use axum::{
    extract::{MatchedPath, Request},
    middleware::Next,
    response::Response,
};
use metrics::{counter, histogram};
use std::time::Instant;

/// Count and time every request, labelled by the route template so that
/// path parameters do not explode label cardinality.
pub async fn metrics_middleware(req: Request, next: Next) -> Response {
    let start = Instant::now();
    let method = req.method().to_string();
    let path = req
        .extensions()
        .get::<MatchedPath>()
        .map(|p| p.as_str().to_string())
        .unwrap_or_else(|| "unmatched".to_string());

    let response = next.run(req).await;

    let duration = start.elapsed();
    let status = response.status().as_u16().to_string();

    let labels = [("method", method), ("path", path), ("status", status)];

    counter!("http_requests_total", &labels).increment(1);
    histogram!("http_request_duration_seconds", &labels).record(duration.as_secs_f64());

    response
}
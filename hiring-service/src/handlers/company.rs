//! Company profile handlers.

use axum::{
    extract::{Query, State},
    http::StatusCode,
    Json,
};
use serde::{Deserialize, Serialize};
use service_core::error::AppError;
use uuid::Uuid;
use validator::Validate;

use super::auth::MessageResponse;
use crate::middleware::{AuthUser, CompanyAccess};
use crate::models::{
    Company, CompanyFilter, CompanyStats, CompanyWithOwner, CreateCompany, DashboardStats,
    PermissionMap, UpdateCompany,
};
use crate::utils::validation::PaginationMeta;
use crate::utils::{Pagination, ValidPath, ValidatedJson};
use crate::AppState;

// ============================================================================
// Request/Response DTOs
// ============================================================================

#[derive(Debug, Deserialize)]
pub struct SearchQuery {
    pub q: Option<String>,
}

#[derive(Debug, Serialize)]
pub struct CompanyListResponse {
    pub companies: Vec<Company>,
    pub pagination: PaginationMeta,
}

#[derive(Debug, Serialize)]
pub struct CompanySearchResponse {
    pub companies: Vec<Company>,
    pub count: usize,
}

#[derive(Debug, Serialize)]
pub struct DashboardResponse {
    pub company_id: Uuid,
    pub role: String,
    #[serde(skip_serializing_if = "Option::is_none")]
    pub permissions: Option<PermissionMap>,
    pub stats: DashboardStats,
}

// ============================================================================
// Handlers
// ============================================================================

fn company_not_found() -> AppError {
    AppError::NotFound(anyhow::anyhow!("Company not found"))
}

/// POST /companies
pub async fn create_company(
    State(state): State<AppState>,
    AuthUser(caller): AuthUser,
    ValidatedJson(req): ValidatedJson<CreateCompany>,
) -> Result<(StatusCode, Json<Company>), AppError> {
    if state.db.find_company_by_owner(caller.id).await?.is_some() {
        return Err(AppError::Conflict(anyhow::anyhow!(
            "User already has a company profile"
        )));
    }

    if state.db.company_name_taken(req.company_name.trim(), None).await? {
        return Err(AppError::Conflict(anyhow::anyhow!("Company name already exists")));
    }

    let company = state.db.insert_company(caller.id, &req).await?;
    Ok((StatusCode::CREATED, Json(company)))
}

/// GET /companies
pub async fn list_companies(
    State(state): State<AppState>,
    Query(filter): Query<CompanyFilter>,
    Query(page): Query<Pagination>,
) -> Result<Json<CompanyListResponse>, AppError> {
    page.validate()?;

    let (companies, total) = state.db.list_companies(&filter, &page).await?;

    Ok(Json(CompanyListResponse {
        companies,
        pagination: page.meta(total),
    }))
}

/// GET /companies/search?q=
pub async fn search_companies(
    State(state): State<AppState>,
    Query(query): Query<SearchQuery>,
) -> Result<Json<CompanySearchResponse>, AppError> {
    let term = query.q.as_deref().map(str::trim).unwrap_or_default();
    if term.chars().count() < 2 {
        return Err(AppError::BadRequest(anyhow::anyhow!(
            "Search query must be at least 2 characters"
        )));
    }

    let companies = state.db.search_companies(term).await?;
    Ok(Json(CompanySearchResponse {
        count: companies.len(),
        companies,
    }))
}

/// GET /companies/stats/overview
///
/// Public platform totals: company count, then counts by company type, team
/// size and the ten most common countries.
pub async fn company_stats(
    State(state): State<AppState>,
) -> Result<Json<CompanyStats>, AppError> {
    Ok(Json(state.db.company_stats_overview().await?))
}

/// GET /companies/me
pub async fn my_company(
    State(state): State<AppState>,
    AuthUser(caller): AuthUser,
) -> Result<Json<Company>, AppError> {
    state
        .db
        .find_company_by_owner(caller.id)
        .await?
        .map(Json)
        .ok_or_else(|| AppError::NotFound(anyhow::anyhow!("Company profile not found")))
}

/// GET /companies/:company_id
pub async fn get_company(
    State(state): State<AppState>,
    ValidPath(company_id): ValidPath<Uuid>,
) -> Result<Json<CompanyWithOwner>, AppError> {
    state
        .db
        .find_company_with_owner(company_id)
        .await?
        .map(Json)
        .ok_or_else(company_not_found)
}

/// PUT /companies/:company_id
pub async fn update_company(
    State(state): State<AppState>,
    CompanyAccess(access): CompanyAccess,
    ValidatedJson(req): ValidatedJson<UpdateCompany>,
) -> Result<Json<Company>, AppError> {
    if req.is_empty() {
        return Err(AppError::BadRequest(anyhow::anyhow!("No fields to update")));
    }

    if let Some(name) = &req.company_name {
        if state
            .db
            .company_name_taken(name.trim(), Some(access.company_id))
            .await?
        {
            return Err(AppError::Conflict(anyhow::anyhow!("Company name already exists")));
        }
    }

    let company = state
        .db
        .update_company(access.company_id, &req)
        .await?
        .ok_or_else(company_not_found)?;

    tracing::info!(company_id = %company.id, role = access.role(), "Company updated");
    Ok(Json(company))
}

/// POST /companies/:company_id/complete-registration
pub async fn complete_registration(
    State(state): State<AppState>,
    ValidPath(company_id): ValidPath<Uuid>,
) -> Result<Json<Company>, AppError> {
    let company = state
        .db
        .complete_registration(company_id)
        .await?
        .ok_or_else(company_not_found)?;

    tracing::info!(company_id = %company.id, "Company registration completed");
    Ok(Json(company))
}

/// GET /companies/:company_id/dashboard
pub async fn company_dashboard(
    State(state): State<AppState>,
    CompanyAccess(access): CompanyAccess,
) -> Result<Json<DashboardResponse>, AppError> {
    let stats = state.db.dashboard_stats(access.company_id).await?;

    Ok(Json(DashboardResponse {
        company_id: access.company_id,
        role: access.role().to_string(),
        permissions: access.permissions().cloned(),
        stats,
    }))
}

/// DELETE /companies/:company_id
pub async fn delete_company(
    State(state): State<AppState>,
    ValidPath(company_id): ValidPath<Uuid>,
) -> Result<Json<MessageResponse>, AppError> {
    if !state.db.delete_company(company_id).await? {
        return Err(company_not_found());
    }

    Ok(Json(MessageResponse {
        message: "Company deleted successfully".to_string(),
    }))
}
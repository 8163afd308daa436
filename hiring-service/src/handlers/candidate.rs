use axum::{
    extract::State,
    http::StatusCode,
    Json,
};
use serde::Deserialize;
use service_core::error::AppError;
use uuid::Uuid;
use validator::Validate;

use super::job::job_not_found;
use crate::middleware::CompanyAccess;
use crate::models::{Candidate, CandidateStatus};
use crate::utils::validation::OPTIONAL_PHONE_RE;
use crate::utils::{ValidPath, ValidatedJson};
use crate::AppState;

// ============================================================================
// Request DTOs
// ============================================================================

#[derive(Debug, Deserialize, Validate)]
pub struct ApplyRequest {
    #[validate(length(min = 2, max = 255, message = "full_name must be 2 to 255 characters"))]
    pub full_name: String,
    #[validate(email(message = "Invalid email address"))]
    pub email: String,
    #[validate(regex(path = *OPTIONAL_PHONE_RE, message = "Invalid phone number"))]
    pub phone: Option<String>,
    #[validate(length(max = 2000, message = "cover_letter must be at most 2000 characters"))]
    pub cover_letter: Option<String>,
}

#[derive(Debug, Deserialize, Validate)]
pub struct UpdateCandidateStatusRequest {
    pub status: CandidateStatus,
}

#[derive(Debug, Deserialize)]
pub struct CandidatePath {
    pub job_id: Uuid,
    pub candidate_id: Uuid,
}

// ============================================================================
// Handlers
// ============================================================================

/// POST /jobs/:job_id/apply
///
/// Public. Only active jobs accept applications; anything else is a 404.
pub async fn apply_to_job(
    State(state): State<AppState>,
    ValidPath(job_id): ValidPath<Uuid>,
    ValidatedJson(req): ValidatedJson<ApplyRequest>,
) -> Result<(StatusCode, Json<Candidate>), AppError> {
    let job = state
        .db
        .find_job_by_id(job_id)
        .await?
        .filter(|job| job.is_accepting_applications())
        .ok_or_else(job_not_found)?;

    let candidate = Candidate::new(
        job.id,
        req.full_name.trim().to_string(),
        req.email,
        req.phone,
        req.cover_letter,
    );
    let candidate = state.db.insert_candidate(&candidate).await?;

    tracing::info!(job_id = %job.id, candidate_id = %candidate.id, "Application received");
    Ok((StatusCode::CREATED, Json(candidate)))
}

/// PATCH /companies/:company_id/jobs/:job_id/candidates/:candidate_id
pub async fn update_candidate_status(
    State(state): State<AppState>,
    CompanyAccess(access): CompanyAccess,
    ValidPath(CandidatePath {
        job_id,
        candidate_id,
    }): ValidPath<CandidatePath>,
    ValidatedJson(req): ValidatedJson<UpdateCandidateStatusRequest>,
) -> Result<Json<Candidate>, AppError> {
    let job = state
        .db
        .find_job(access.company_id, job_id)
        .await?
        .ok_or_else(job_not_found)?;

    let candidate = state
        .db
        .update_candidate_status(job.id, candidate_id, req.status)
        .await?
        .ok_or_else(|| AppError::NotFound(anyhow::anyhow!("Candidate not found")))?;

    tracing::info!(
        candidate_id = %candidate.id,
        status = req.status.as_str(),
        role = access.role(),
        "Candidate status updated"
    );
    Ok(Json(candidate))
}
|---|
### About this task
Go through the material above and return each line that holds the word "updated".

### Written reply
    tracing::info!(company_id = %company.id, role = access.role(), "Company updated");
        "Candidate status updated"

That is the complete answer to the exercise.